Restate, word for word, the lines from the opening line of the data through the line containing "previous heartbeat and", both included, and nothing else.

____ SOURCE DATA

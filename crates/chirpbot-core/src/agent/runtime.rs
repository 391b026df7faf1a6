//! Agent runtime: boot sequence and task lifecycle.
//!
//! `boot` resolves the agent's identity, reads the previous heartbeat and
//! installs modules. `start` then spawns the intake loop, sweeper and
//! heartbeat under one cancellation token; `shutdown` stops them together.

use std::sync::Arc;

use chirpbot_types::config::AgentSettings;
use chirpbot_types::error::StartupError;
use chirpbot_types::meta::ProcessMeta;
use chirpbot_types::note::StreamEvent;
use chrono::Utc;
use tokio::sync::mpsc;
use tokio::task::{JoinError, JoinHandle, JoinSet};
use tokio_util::sync::CancellationToken;
use tracing::{debug, info, warn};

use crate::agent::handle::AgentHandle;
use crate::agent::heartbeat::run_heartbeat;
use crate::agent::retry::fetch_identity;
use crate::agent::router::EventRouter;
use crate::agent::sweeper::Sweeper;
use crate::api::BoxSocialApi;
use crate::module::{AgentModule, HookRegistry};
use crate::repository::BoxStore;

pub struct Runtime {
    router: EventRouter,
    sweeper: Sweeper,
    settings: Arc<AgentSettings>,
    cancel: CancellationToken,
    tasks: Vec<JoinHandle<()>>,
}

impl Runtime {
    /// Prepare the agent. Fails if the identity cannot be fetched or the
    /// store cannot be read; nothing is routed in that case.
    pub async fn boot(
        store: BoxStore,
        api: BoxSocialApi,
        settings: AgentSettings,
        modules: Vec<Box<dyn AgentModule>>,
    ) -> Result<Self, StartupError> {
        settings.validate()?;
        let account = fetch_identity(
            &api,
            settings.identity_fetch_attempts,
            settings.identity_retry_base(),
        )
        .await?;

        let last_sleeped_at = match store.load_meta().await? {
            Some(meta) => Some(meta.last_waking_at),
            None => {
                store
                    .save_meta(&ProcessMeta::new(Utc::now().timestamp_millis()))
                    .await?;
                None
            }
        };
        if let Some(at) = last_sleeped_at {
            info!(last_sleeped_at = at, "previous run last seen alive");
        }

        let agent = AgentHandle::new(account, last_sleeped_at, store.clone(), api);
        let registry = Arc::new(HookRegistry::install(modules, &agent));
        let settings = Arc::new(settings);

        Ok(Self {
            router: EventRouter::new(agent, Arc::clone(&registry), Arc::clone(&settings)),
            sweeper: Sweeper::new(store, registry),
            settings,
            cancel: CancellationToken::new(),
            tasks: Vec::new(),
        })
    }

    pub fn agent(&self) -> &AgentHandle {
        self.router.agent()
    }

    pub fn router(&self) -> &EventRouter {
        &self.router
    }

    /// Token cancelled on shutdown. Share it with the stream producer.
    pub fn cancellation_token(&self) -> CancellationToken {
        self.cancel.clone()
    }

    /// Spawn the intake loop, the sweeper and the heartbeat.
    pub fn start(&mut self, events: mpsc::Receiver<StreamEvent>) {
        self.tasks.push(tokio::spawn(intake_loop(
            self.router.clone(),
            events,
            self.cancel.clone(),
        )));
        self.tasks.push(tokio::spawn(
            self.sweeper.clone().run(self.settings.sweep_interval(), self.cancel.clone()),
        ));
        self.tasks.push(tokio::spawn(run_heartbeat(
            self.router.agent().clone(),
            self.settings.heartbeat_interval(),
            self.cancel.clone(),
        )));
        info!(account = %self.agent().account().acct(), "agent is now running");
    }

    /// Resolves once shutdown has been requested.
    pub async fn cancelled(&self) {
        self.cancel.cancelled().await;
    }

    /// Cancel every task and wait for them to stop.
    pub async fn shutdown(self) {
        self.cancel.cancel();
        for task in self.tasks {
            if let Err(e) = task.await {
                warn!(error = %e, "runtime task ended abnormally");
            }
        }
        info!("agent stopped");
    }
}

/// Each event is handled in its own task so a panicking hook only loses
/// that event. Dispatches still in flight when the loop stops are awaited
/// before it returns.
async fn intake_loop(
    router: EventRouter,
    mut events: mpsc::Receiver<StreamEvent>,
    cancel: CancellationToken,
) {
    let mut dispatches: JoinSet<()> = JoinSet::new();

    loop {
        tokio::select! {
            _ = cancel.cancelled() => break,
            Some(finished) = dispatches.join_next(), if !dispatches.is_empty() => {
                log_dispatch_end(finished);
            }
            event = events.recv() => match event {
                Some(event) => {
                    let router = router.clone();
                    dispatches.spawn(async move { router.handle_event(event).await });
                }
                None => {
                    debug!("event stream closed");
                    break;
                }
            },
        }
    }

    if !dispatches.is_empty() {
        debug!(in_flight = dispatches.len(), "waiting for dispatches to finish");
    }
    while let Some(finished) = dispatches.join_next().await {
        log_dispatch_end(finished);
    }
    debug!("intake loop stopped");
}

fn log_dispatch_end(finished: Result<(), JoinError>) {
    if let Err(e) = finished {
        warn!(error = %e, "event dispatch panicked");
    }
}

impl std::fmt::Debug for Runtime {
    fn fmt(&self, f: &mut std::fmt::Formatter<'_>) -> std::fmt::Result {
        f.debug_struct("Runtime")
            .field("router", &self.router)
            .field("tasks", &self.tasks.len())
            .finish()
    }
}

________

▸ **FINAL ANSWER**:
filename crates/chirpbot-core/src/agent/runtime.rs
repository 391b026df7faf1a6
//! Agent runtime: boot sequence and task lifecycle.
//!
//! `boot` resolves the agent's identity, reads the previous heartbeat and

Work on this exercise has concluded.